> _THE PROBLEM_: Where does the word "Contacts" show up in the records? Copy every line that has it.

(Dataset records)

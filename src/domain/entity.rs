/// Entities: Player, Villain (with its defeat/integration state machine),
/// Pickup, Platform, plus the per-tick input record.
///
/// Coordinates are world units (1200 × 700), y grows downward, and every
/// body is an axis-aligned box centred on its position.

use serde::{Deserialize, Serialize};

use super::ability::AbilityId;
use super::catalog::VillainDefinition;

pub const PLAYER_SIZE: Vec2 = Vec2 { x: 32.0, y: 32.0 };
pub const VILLAIN_SIZE: Vec2 = Vec2 { x: 50.0, y: 70.0 };
pub const PICKUP_SIZE: Vec2 = Vec2 { x: 24.0, y: 24.0 };
pub const VILLAIN_MAX_HEALTH: i32 = 100;

#[derive(Clone, Copy, PartialEq, Debug, Default, Serialize, Deserialize)]
pub struct Vec2 {
    pub x: f32,
    pub y: f32,
}

impl Vec2 {
    pub const ZERO: Vec2 = Vec2 { x: 0.0, y: 0.0 };

    pub const fn new(x: f32, y: f32) -> Self {
        Vec2 { x, y }
    }

    pub fn distance(self, other: Vec2) -> f32 {
        let dx = self.x - other.x;
        let dy = self.y - other.y;
        (dx * dx + dy * dy).sqrt()
    }
}

/// Axis-aligned box given by centre and full size.
#[derive(Clone, Copy, PartialEq, Debug)]
pub struct Aabb {
    pub center: Vec2,
    pub size: Vec2,
}

impl Aabb {
    pub fn new(center: Vec2, size: Vec2) -> Self {
        Aabb { center, size }
    }

    pub fn left(&self) -> f32 { self.center.x - self.size.x / 2.0 }
    pub fn right(&self) -> f32 { self.center.x + self.size.x / 2.0 }
    pub fn top(&self) -> f32 { self.center.y - self.size.y / 2.0 }
    pub fn bottom(&self) -> f32 { self.center.y + self.size.y / 2.0 }

    /// Strict overlap: touching edges do not count.
    pub fn overlaps(&self, other: &Aabb) -> bool {
        self.left() < other.right()
            && other.left() < self.right()
            && self.top() < other.bottom()
            && other.top() < self.bottom()
    }
}

#[derive(Clone, Copy, PartialEq, Eq, Debug, Serialize, Deserialize)]
#[serde(rename_all = "snake_case")]
pub enum Facing {
    Left,
    Right,
}

impl Facing {
    pub fn sign(self) -> f32 {
        match self {
            Facing::Left => -1.0,
            Facing::Right => 1.0,
        }
    }
}

#[derive(Clone, Debug, PartialEq)]
pub struct Player {
    pub pos: Vec2,
    pub vel: Vec2,
    pub facing: Facing,
}

impl Player {
    pub fn new(pos: Vec2) -> Self {
        Player { pos, vel: Vec2::ZERO, facing: Facing::Right }
    }

    pub fn body(&self) -> Aabb {
        Aabb::new(self.pos, PLAYER_SIZE)
    }
}

/// Villain state machine.
///
///   Active ──(health ≤ 0)──▶ Defeated ──(integrate, in range)──▶ Integrated
///
/// `Integrated` is terminal. `Defeated` never returns to `Active`.
#[derive(Clone, Copy, PartialEq, Eq, Debug, Serialize, Deserialize)]
#[serde(rename_all = "snake_case")]
pub enum VillainState {
    Active,
    Defeated,
    Integrated,
}

/// Result of a hit.
#[derive(Clone, Copy, PartialEq, Eq, Debug)]
pub enum Damage {
    /// Not `Active`: nothing changed.
    Ignored,
    Wounded,
    /// This hit drove health to zero or below.
    Defeated,
}

#[derive(Clone, Debug, PartialEq)]
pub struct Villain {
    pub id: usize,
    pub name: String,
    pub color: u32,
    pub defeat_line: String,
    pub pos: Vec2,
    pub vel: Vec2,
    pub health: i32,
    pub state: VillainState,
    /// Movement AI suspended until this clock time (ms).
    pub frozen_until_ms: Option<u64>,
    pub animation_phase: f32,
}

impl Villain {
    pub fn new(id: usize, def: &VillainDefinition, spawn: Vec2) -> Self {
        Villain {
            id,
            name: def.name.clone(),
            color: def.color,
            defeat_line: def.defeat_line.clone(),
            pos: spawn,
            vel: Vec2::ZERO,
            health: VILLAIN_MAX_HEALTH,
            state: VillainState::Active,
            frozen_until_ms: None,
            animation_phase: 0.0,
        }
    }

    pub fn body(&self) -> Aabb {
        Aabb::new(self.pos, VILLAIN_SIZE)
    }

    /// Defeated or integrated.
    pub fn is_defeated(&self) -> bool {
        self.state != VillainState::Active
    }

    pub fn is_integrated(&self) -> bool {
        self.state == VillainState::Integrated
    }

    pub fn is_frozen(&self, now_ms: u64) -> bool {
        self.frozen_until_ms.map_or(false, |t| now_ms < t)
    }

    /// Halt and suspend AI until `until_ms`. Ignored once defeated.
    pub fn freeze(&mut self, until_ms: u64) {
        if self.is_defeated() { return; }
        self.vel = Vec2::ZERO;
        self.frozen_until_ms = Some(until_ms);
    }

    pub fn take_damage(&mut self, amount: i32) -> Damage {
        if self.state != VillainState::Active {
            return Damage::Ignored;
        }
        self.health -= amount;
        if self.health <= 0 {
            self.state = VillainState::Defeated;
            self.vel = Vec2::ZERO;
            self.frozen_until_ms = None;
            Damage::Defeated
        } else {
            Damage::Wounded
        }
    }

    /// `Defeated → Integrated`. Returns false (and changes nothing) from any other state.
    pub fn integrate(&mut self) -> bool {
        if self.state != VillainState::Defeated {
            return false;
        }
        self.state = VillainState::Integrated;
        true
    }
}

#[derive(Clone, Debug, PartialEq)]
pub struct Pickup {
    pub id: usize,
    pub pos: Vec2,
    pub vel: Vec2,
}

impl Pickup {
    pub fn body(&self) -> Aabb {
        Aabb::new(self.pos, PICKUP_SIZE)
    }
}

#[derive(Clone, Copy, Debug, PartialEq)]
pub struct Platform {
    pub rect: Aabb,
}

/// Contacts reported by the physics collaborator for the previous step.
#[derive(Clone, Debug, Default, PartialEq)]
pub struct Contacts {
    /// Player is standing on something.
    pub grounded: bool,
    /// Ids of pickups overlapping the player.
    pub pickups: Vec<usize>,
    /// Ids of villains overlapping the player.
    pub villains: Vec<usize>,
}

/// Frame input: movement is continuous (held), abilities and interact are
/// edge-triggered (fresh press only).
#[derive(Clone, Debug, Default, PartialEq)]
pub struct FrameInput {
    pub left: bool,
    pub right: bool,
    pub jump: bool,
    pub abilities: [bool; 4],
    pub interact: bool,
    pub contacts: Contacts,
}

impl FrameInput {
    pub fn pressed(&self, id: AbilityId) -> bool {
        self.abilities[id.index()]
    }

    pub fn press(&mut self, id: AbilityId) {
        self.abilities[id.index()] = true;
    }
}

#[cfg(test)]
mod tests {
    use super::*;

    fn villain() -> Villain {
        let def = VillainDefinition {
            name: "The Test Shadow".into(),
            kind: "shadow".into(),
            color: 0x4b0082,
            engage_line: "boo".into(),
            defeat_line: "ok".into(),
        };
        Villain::new(0, &def, Vec2::new(900.0, 300.0))
    }

    #[test]
    fn damage_lifecycle() {
        let mut v = villain();
        v.health = 40;
        v.vel = Vec2::new(60.0, 0.0);
        assert_eq!(v.take_damage(30), Damage::Wounded);
        assert_eq!(v.health, 10);
        assert_eq!(v.state, VillainState::Active);

        assert_eq!(v.take_damage(30), Damage::Defeated);
        assert_eq!(v.health, -20);
        assert_eq!(v.state, VillainState::Defeated);
        assert_eq!(v.vel, Vec2::ZERO);

        // No further damage once defeated
        assert_eq!(v.take_damage(30), Damage::Ignored);
        assert_eq!(v.health, -20);
        assert_eq!(v.state, VillainState::Defeated);
    }

    #[test]
    fn exact_zero_health_defeats() {
        let mut v = villain();
        v.health = 30;
        assert_eq!(v.take_damage(30), Damage::Defeated);
        assert_eq!(v.health, 0);
    }

    #[test]
    fn integrate_only_from_defeated() {
        let mut v = villain();
        assert!(!v.integrate());
        assert_eq!(v.state, VillainState::Active);

        v.health = 1;
        v.take_damage(30);
        assert!(v.integrate());
        assert!(v.is_integrated());
        assert!(v.is_defeated());

        assert!(!v.integrate());
        assert_eq!(v.take_damage(30), Damage::Ignored);
        assert_eq!(v.state, VillainState::Integrated);
    }

    #[test]
    fn freeze_window() {
        let mut v = villain();
        v.vel = Vec2::new(-80.0, 0.0);
        v.freeze(5000);
        assert_eq!(v.vel, Vec2::ZERO);
        assert!(v.is_frozen(0));
        assert!(v.is_frozen(4999));
        assert!(!v.is_frozen(5000));
    }

    #[test]
    fn aabb_overlap_excludes_touching() {
        let a = Aabb::new(Vec2::new(0.0, 0.0), Vec2::new(10.0, 10.0));
        let b = Aabb::new(Vec2::new(10.0, 0.0), Vec2::new(10.0, 10.0));
        let c = Aabb::new(Vec2::new(9.0, 9.0), Vec2::new(10.0, 10.0));
        assert!(!a.overlaps(&b));
        assert!(a.overlaps(&c));
        assert_eq!(a.left(), -5.0);
        assert_eq!(a.bottom(), 5.0);
    }

    #[test]
    fn frame_input_ability_presses() {
        let mut input = FrameInput::default();
        assert!(!input.pressed(AbilityId::CalmBreath));
        input.press(AbilityId::CalmBreath);
        assert!(input.pressed(AbilityId::CalmBreath));
        assert!(!input.pressed(AbilityId::FractalLeap));
    }
}
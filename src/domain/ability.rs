/// Ability bank: the four Mind Bloom powers and their cooldowns.
///
/// Each ability is independently unlockable and independently gated by a
/// countdown. Activation sets `cooldown_remaining_ms = max_cooldown_ms`;
/// the per-tick `tick(dt)` lowers it with `max(0, c - dt)`. A request on a
/// locked or cooling ability is ignored.
///
/// The bank is run-scoped: it survives level transitions.

use serde::{Deserialize, Serialize};

use crate::config::{Tuning, UnlockPolicy};

#[derive(Clone, Copy, PartialEq, Eq, Hash, Debug, Serialize, Deserialize)]
#[serde(rename_all = "snake_case")]
pub enum AbilityId {
    DissolveSelf,
    MirrorSight,
    CalmBreath,
    FractalLeap,
}

/// Static description of one ability slot.
#[derive(Clone, Copy, Debug)]
pub struct AbilityDef {
    pub id: AbilityId,
    pub name: &'static str,
    pub key: char,
    pub summary: &'static str,
}

pub const ABILITY_DEFS: [AbilityDef; 4] = [
    AbilityDef {
        id: AbilityId::DissolveSelf,
        name: "Dissolve Self",
        key: '1',
        summary: "Freeze every shadow for five seconds",
    },
    AbilityDef {
        id: AbilityId::MirrorSight,
        name: "Mirror Sight",
        key: '2',
        summary: "Wound every shadow you can see",
    },
    AbilityDef {
        id: AbilityId::CalmBreath,
        name: "Calm Breath",
        key: '3',
        summary: "Slow time and quiet your fear",
    },
    AbilityDef {
        id: AbilityId::FractalLeap,
        name: "Fractal Leap",
        key: '4',
        summary: "Blink 300 units ahead",
    },
];

impl AbilityId {
    pub const ALL: [AbilityId; 4] = [
        AbilityId::DissolveSelf,
        AbilityId::MirrorSight,
        AbilityId::CalmBreath,
        AbilityId::FractalLeap,
    ];

    /// Slot index (0..4), matching HUD order.
    pub fn index(self) -> usize {
        match self {
            AbilityId::DissolveSelf => 0,
            AbilityId::MirrorSight => 1,
            AbilityId::CalmBreath => 2,
            AbilityId::FractalLeap => 3,
        }
    }

    pub fn def(self) -> &'static AbilityDef {
        &ABILITY_DEFS[self.index()]
    }

    pub fn name(self) -> &'static str {
        self.def().name
    }
}

#[derive(Clone, Copy, PartialEq, Eq, Debug, Serialize, Deserialize)]
pub struct AbilityState {
    pub unlocked: bool,
    pub cooldown_remaining_ms: u32,
    pub max_cooldown_ms: u32,
}

impl AbilityState {
    pub fn is_ready(&self) -> bool {
        self.unlocked && self.cooldown_remaining_ms == 0
    }

    /// Remaining cooldown as 0..=100.
    pub fn percent_remaining(&self) -> u8 {
        if self.max_cooldown_ms == 0 || self.cooldown_remaining_ms == 0 {
            return 0;
        }
        let pct = self.cooldown_remaining_ms as u64 * 100 / self.max_cooldown_ms as u64;
        pct.min(100) as u8
    }
}

/// HUD view of one ability slot.
#[derive(Clone, Copy, PartialEq, Eq, Debug)]
pub enum AbilitySlot {
    Locked,
    Ready,
    Cooling { percent_remaining: u8 },
}

#[derive(Clone, Debug, PartialEq, Eq)]
pub struct AbilityBank {
    states: [AbilityState; 4],
}

impl AbilityBank {
    pub fn new(tuning: &Tuning) -> Self {
        let unlocked = tuning.unlock_policy == UnlockPolicy::AllUnlocked;
        let states = AbilityId::ALL.map(|id| AbilityState {
            unlocked,
            cooldown_remaining_ms: 0,
            max_cooldown_ms: tuning.cooldowns.for_ability(id),
        });
        AbilityBank { states }
    }

    /// Rebuild from saved states (slot order).
    pub fn from_states(states: [AbilityState; 4]) -> Self {
        AbilityBank { states }
    }

    pub fn states(&self) -> [AbilityState; 4] {
        self.states
    }

    pub fn get(&self, id: AbilityId) -> &AbilityState {
        &self.states[id.index()]
    }

    /// Unlock an ability. Returns true only if it was locked before.
    pub fn unlock(&mut self, id: AbilityId) -> bool {
        let s = &mut self.states[id.index()];
        if s.unlocked {
            return false;
        }
        s.unlocked = true;
        true
    }

    /// Start the cooldown if the ability is usable. Returns whether it fired.
    pub fn try_activate(&mut self, id: AbilityId) -> bool {
        let s = &mut self.states[id.index()];
        if !s.is_ready() {
            return false;
        }
        s.cooldown_remaining_ms = s.max_cooldown_ms;
        true
    }

    /// Advance every cooldown by `dt_ms` of real time, floored at zero.
    pub fn tick(&mut self, dt_ms: u32) {
        for s in &mut self.states {
            s.cooldown_remaining_ms = s.cooldown_remaining_ms.saturating_sub(dt_ms);
        }
    }

    pub fn slots(&self) -> [AbilitySlot; 4] {
        self.states.map(|s| {
            if !s.unlocked {
                AbilitySlot::Locked
            } else if s.cooldown_remaining_ms == 0 {
                AbilitySlot::Ready
            } else {
                AbilitySlot::Cooling { percent_remaining: s.percent_remaining() }
            }
        })
    }
}
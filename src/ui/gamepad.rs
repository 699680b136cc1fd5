/// Gamepad input tracker using gilrs.
///
/// Button mapping is loaded from config.toml via `load_button_config()`.
/// Default mapping:
///   D-pad / Left Stick    →  Move (up also jumps)
///   A                     →  Jump
///   B                     →  Integrate
///   X / Y / L1 / R1       →  Dissolve Self / Mirror Sight / Calm Breath / Fractal Leap
///   Start                 →  Confirm / Pause
///   Select                →  Back to title

#[cfg(feature = "gamepad")]
use gilrs::{Axis, Button, EventType, Gilrs};

use mindbloom::config::GamepadConfig;
use mindbloom::domain::ability::AbilityId;
use mindbloom::domain::entity::FrameInput;

#[cfg_attr(not(feature = "gamepad"), allow(dead_code))]
const STICK_DEADZONE: f32 = 0.25;

/// Logical button identifiers (one per physical button).
#[derive(Clone, Copy, PartialEq, Eq, Hash, Debug)]
pub enum Btn {
    A,       // South
    B,       // East
    X,       // West
    Y,       // North
    L1,      // LeftTrigger
    R1,      // RightTrigger
    L2,      // LeftTrigger2
    R2,      // RightTrigger2
    Start,
    Select,
}

impl Btn {
    fn from_name(s: &str) -> Option<Btn> {
        match s.trim().to_uppercase().as_str() {
            "A" | "SOUTH"  => Some(Btn::A),
            "B" | "EAST"   => Some(Btn::B),
            "X" | "WEST"   => Some(Btn::X),
            "Y" | "NORTH"  => Some(Btn::Y),
            "L1" | "LB" | "LEFTTRIGGER"  => Some(Btn::L1),
            "R1" | "RB" | "RIGHTTRIGGER" => Some(Btn::R1),
            "L2" | "LT" | "LEFTTRIGGER2"  => Some(Btn::L2),
            "R2" | "RT" | "RIGHTTRIGGER2" => Some(Btn::R2),
            "START" => Some(Btn::Start),
            "SELECT" | "BACK" => Some(Btn::Select),
            _ => None,
        }
    }

    #[cfg(feature = "gamepad")]
    fn from_gilrs(btn: Button) -> Option<Btn> {
        match btn {
            Button::South     => Some(Btn::A),
            Button::East      => Some(Btn::B),
            Button::West      => Some(Btn::X),
            Button::North     => Some(Btn::Y),
            Button::LeftTrigger  => Some(Btn::L1),
            Button::RightTrigger => Some(Btn::R1),
            Button::LeftTrigger2  => Some(Btn::L2),
            Button::RightTrigger2 => Some(Btn::R2),
            Button::Start     => Some(Btn::Start),
            Button::Select    => Some(Btn::Select),
            _ => None,
        }
    }
}

/// Per-button state: held (continuous) and just_pressed (edge).
#[derive(Clone, Copy, Debug, Default)]
struct BtnState {
    held: bool,
    just_pressed: bool,
}

/// Action-to-button mapping (loaded from config).
/// `abilities` is indexed by `AbilityId::index()`.
#[derive(Debug, PartialEq)]
struct ActionMap {
    jump: Vec<Btn>,
    integrate: Vec<Btn>,
    abilities: [Vec<Btn>; 4],
    confirm: Vec<Btn>,
    cancel: Vec<Btn>,
}

impl Default for ActionMap {
    fn default() -> Self {
        ActionMap {
            jump:      vec![Btn::A],
            integrate: vec![Btn::B],
            abilities: [vec![Btn::X], vec![Btn::Y], vec![Btn::L1], vec![Btn::R1]],
            confirm:   vec![Btn::Start],
            cancel:    vec![Btn::Select],
        }
    }
}

impl ActionMap {
    /// Unknown names are skipped; a list with no known names keeps the default.
    fn from_config(cfg: &GamepadConfig) -> Self {
        fn parse_into(slot: &mut Vec<Btn>, names: &[String]) {
            let parsed: Vec<Btn> = names.iter().filter_map(|s| Btn::from_name(s)).collect();
            if !parsed.is_empty() { *slot = parsed; }
        }
        let mut map = ActionMap::default();
        parse_into(&mut map.jump, &cfg.jump);
        parse_into(&mut map.integrate, &cfg.integrate);
        parse_into(&mut map.abilities[AbilityId::DissolveSelf.index()], &cfg.dissolve_self);
        parse_into(&mut map.abilities[AbilityId::MirrorSight.index()], &cfg.mirror_sight);
        parse_into(&mut map.abilities[AbilityId::CalmBreath.index()], &cfg.calm_breath);
        parse_into(&mut map.abilities[AbilityId::FractalLeap.index()], &cfg.fractal_leap);
        parse_into(&mut map.confirm, &cfg.confirm);
        parse_into(&mut map.cancel, &cfg.cancel);
        map
    }
}

pub struct GamepadState {
    #[cfg(feature = "gamepad")]
    gilrs: Option<Gilrs>,

    // All tracked buttons (indexed by Btn)
    buttons: [BtnState; 10],

    // D-pad
    dpad_up: BtnState,
    dpad_left: BtnState,
    dpad_right: BtnState,

    // Stick
    stick_up: BtnState,
    stick_left: BtnState,
    stick_right: BtnState,
    stick_x: f32,
    stick_y: f32,

    action_map: ActionMap,

    pub connected: bool,
}

fn btn_index(btn: Btn) -> usize {
    btn as usize
}

impl GamepadState {
    pub fn new() -> Self {
        #[cfg(feature = "gamepad")]
        let (gilrs_opt, connected) = {
            match Gilrs::new() {
                Ok(g) => {
                    let has_pad = g.gamepads().next().is_some();
                    (Some(g), has_pad)
                }
                Err(e) => {
                    log::info!("gamepad support unavailable: {e}");
                    (None, false)
                }
            }
        };
        #[cfg(not(feature = "gamepad"))]
        let connected = false;

        GamepadState {
            #[cfg(feature = "gamepad")]
            gilrs: gilrs_opt,
            buttons: [BtnState::default(); 10],
            dpad_up: BtnState::default(),
            dpad_left: BtnState::default(),
            dpad_right: BtnState::default(),
            stick_up: BtnState::default(),
            stick_left: BtnState::default(),
            stick_right: BtnState::default(),
            stick_x: 0.0,
            stick_y: 0.0,
            action_map: ActionMap::default(),
            connected,
        }
    }

    /// Load button mapping from config.
    pub fn load_button_config(&mut self, cfg: &GamepadConfig) {
        self.action_map = ActionMap::from_config(cfg);
    }

    pub fn update(&mut self) {
        self.clear_just_pressed();

        #[cfg(feature = "gamepad")]
        self.poll_gilrs();
    }

    #[cfg(feature = "gamepad")]
    fn poll_gilrs(&mut self) {
        let gilrs = match &mut self.gilrs {
            Some(g) => g,
            None => return,
        };

        let events: Vec<_> = std::iter::from_fn(|| gilrs.next_event()).collect();

        for event in events {
            match event.event {
                EventType::ButtonPressed(btn, _) => {
                    self.connected = true;
                    self.set_button(btn, true, true);
                }
                EventType::ButtonReleased(btn, _) => {
                    self.connected = true;
                    self.set_button(btn, false, false);
                }
                EventType::AxisChanged(axis, value, _) => {
                    self.connected = true;
                    self.update_axis(axis, value);
                }
                EventType::Connected => { self.connected = true; }
                EventType::Disconnected => {
                    self.connected = false;
                    self.release_all();
                }
                _ => {}
            }
        }

        // Derive stick digital states
        let prev_left = self.stick_left.held;
        let prev_right = self.stick_right.held;
        let prev_up = self.stick_up.held;

        self.stick_left.held = self.stick_x < -STICK_DEADZONE;
        self.stick_right.held = self.stick_x > STICK_DEADZONE;
        self.stick_up.held = self.stick_y > STICK_DEADZONE;

        if self.stick_left.held && !prev_left { self.stick_left.just_pressed = true; }
        if self.stick_right.held && !prev_right { self.stick_right.just_pressed = true; }
        if self.stick_up.held && !prev_up { self.stick_up.just_pressed = true; }
    }

    #[cfg(feature = "gamepad")]
    fn set_button(&mut self, gilrs_btn: Button, held: bool, just_pressed: bool) {
        // D-pad handled separately (not in Btn enum)
        let dpad = match gilrs_btn {
            Button::DPadUp    => Some(&mut self.dpad_up),
            Button::DPadLeft  => Some(&mut self.dpad_left),
            Button::DPadRight => Some(&mut self.dpad_right),
            _ => None,
        };
        if let Some(state) = dpad {
            state.held = held;
            if just_pressed { state.just_pressed = true; }
            return;
        }

        if let Some(btn) = Btn::from_gilrs(gilrs_btn) {
            self.press(btn, held, just_pressed);
        }
    }

    #[cfg(feature = "gamepad")]
    fn update_axis(&mut self, axis: Axis, value: f32) {
        match axis {
            Axis::LeftStickX => self.stick_x = value,
            Axis::LeftStickY => self.stick_y = value,
            _ => {}
        }
    }

    // ── Action queries (config-driven) ──

    fn any_held(&self, btns: &[Btn]) -> bool {
        btns.iter().any(|&b| self.buttons[btn_index(b)].held)
    }

    fn any_just_pressed(&self, btns: &[Btn]) -> bool {
        btns.iter().any(|&b| self.buttons[btn_index(b)].just_pressed)
    }

    pub fn confirm_pressed(&self) -> bool {
        self.any_just_pressed(&self.action_map.confirm)
    }
    pub fn cancel_pressed(&self) -> bool {
        self.any_just_pressed(&self.action_map.cancel)
    }

    // Movement (continuous, held)
    pub fn left_held(&self) -> bool {
        self.dpad_left.held || self.stick_left.held
    }
    pub fn right_held(&self) -> bool {
        self.dpad_right.held || self.stick_right.held
    }
    pub fn jump_held(&self) -> bool {
        self.any_held(&self.action_map.jump) || self.dpad_up.held || self.stick_up.held
    }

    /// OR this frame's pad state into the keyboard-built input.
    pub fn merge_into(&self, input: &mut FrameInput) {
        input.left |= self.left_held();
        input.right |= self.right_held();
        input.jump |= self.jump_held();
        input.interact |= self.any_just_pressed(&self.action_map.integrate);
        for id in AbilityId::ALL {
            if self.any_just_pressed(&self.action_map.abilities[id.index()]) {
                input.press(id);
            }
        }
    }

    // ── Internal ──

    #[cfg_attr(not(feature = "gamepad"), allow(dead_code))]
    fn press(&mut self, btn: Btn, held: bool, just_pressed: bool) {
        let state = &mut self.buttons[btn_index(btn)];
        state.held = held;
        if just_pressed {
            state.just_pressed = true;
        }
    }

    fn clear_just_pressed(&mut self) {
        for b in &mut self.buttons { b.just_pressed = false; }
        self.dpad_up.just_pressed = false;
        self.dpad_left.just_pressed = false;
        self.dpad_right.just_pressed = false;
        self.stick_up.just_pressed = false;
        self.stick_left.just_pressed = false;
        self.stick_right.just_pressed = false;
    }

    #[cfg_attr(not(feature = "gamepad"), allow(dead_code))]
    fn release_all(&mut self) {
        for b in &mut self.buttons { *b = BtnState::default(); }
        self.dpad_up = BtnState::default();
        self.dpad_left = BtnState::default();
        self.dpad_right = BtnState::default();
        self.stick_up = BtnState::default();
        self.stick_left = BtnState::default();
        self.stick_right = BtnState::default();
        self.stick_x = 0.0;
        self.stick_y = 0.0;
    }
}

#[cfg(test)]
mod tests {
    use super::*;

    fn names(v: &[&str]) -> Vec<String> {
        v.iter().map(|s| s.to_string()).collect()
    }

    #[test]
    fn button_names_are_case_insensitive() {
        assert_eq!(Btn::from_name("south"), Some(Btn::A));
        assert_eq!(Btn::from_name(" rb "), Some(Btn::R1));
        assert_eq!(Btn::from_name("Back"), Some(Btn::Select));
        assert_eq!(Btn::from_name("Z"), None);
    }

    #[test]
    fn default_config_matches_default_map() {
        let cfg = mindbloom::config::GameConfig::from_toml_str("").unwrap();
        assert_eq!(ActionMap::from_config(&cfg.gamepad), ActionMap::default());
    }

    #[test]
    fn config_overrides_and_ignores_unknown_names() {
        let mut cfg = mindbloom::config::GameConfig::from_toml_str("").unwrap().gamepad;
        cfg.jump = names(&["B", "nonsense"]);
        cfg.fractal_leap = names(&["R2"]);
        cfg.cancel = names(&["nonsense"]);
        let map = ActionMap::from_config(&cfg);
        assert_eq!(map.jump, vec![Btn::B]);
        assert_eq!(map.abilities[AbilityId::FractalLeap.index()], vec![Btn::R2]);
        assert_eq!(map.cancel, vec![Btn::Select]);
    }

    #[test]
    fn merge_presses_abilities_and_holds_jump() {
        let mut pad = GamepadState::new();
        pad.release_all();
        pad.press(Btn::Y, true, true);
        pad.press(Btn::A, true, false);
        let mut input = FrameInput::default();
        pad.merge_into(&mut input);
        assert!(input.pressed(AbilityId::MirrorSight));
        assert!(!input.pressed(AbilityId::DissolveSelf));
        assert!(input.jump);
        assert!(!input.interact);

        pad.clear_just_pressed();
        let mut input = FrameInput::default();
        pad.merge_into(&mut input);
        assert!(!input.pressed(AbilityId::MirrorSight));
        assert!(input.jump);
    }

    #[cfg(not(feature = "gamepad"))]
    #[test]
    fn without_gamepad_support_input_is_untouched() {
        let mut pad = GamepadState::new();
        pad.update();
        assert!(!pad.connected);
        let mut input = FrameInput { left: true, ..FrameInput::default() };
        pad.merge_into(&mut input);
        assert_eq!(input, FrameInput { left: true, ..FrameInput::default() });
    }
}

> _YOUR RESPONSE_:
/// Contacts reported by the physics collaborator for the previous step.
pub struct Contacts {
    pub contacts: Contacts,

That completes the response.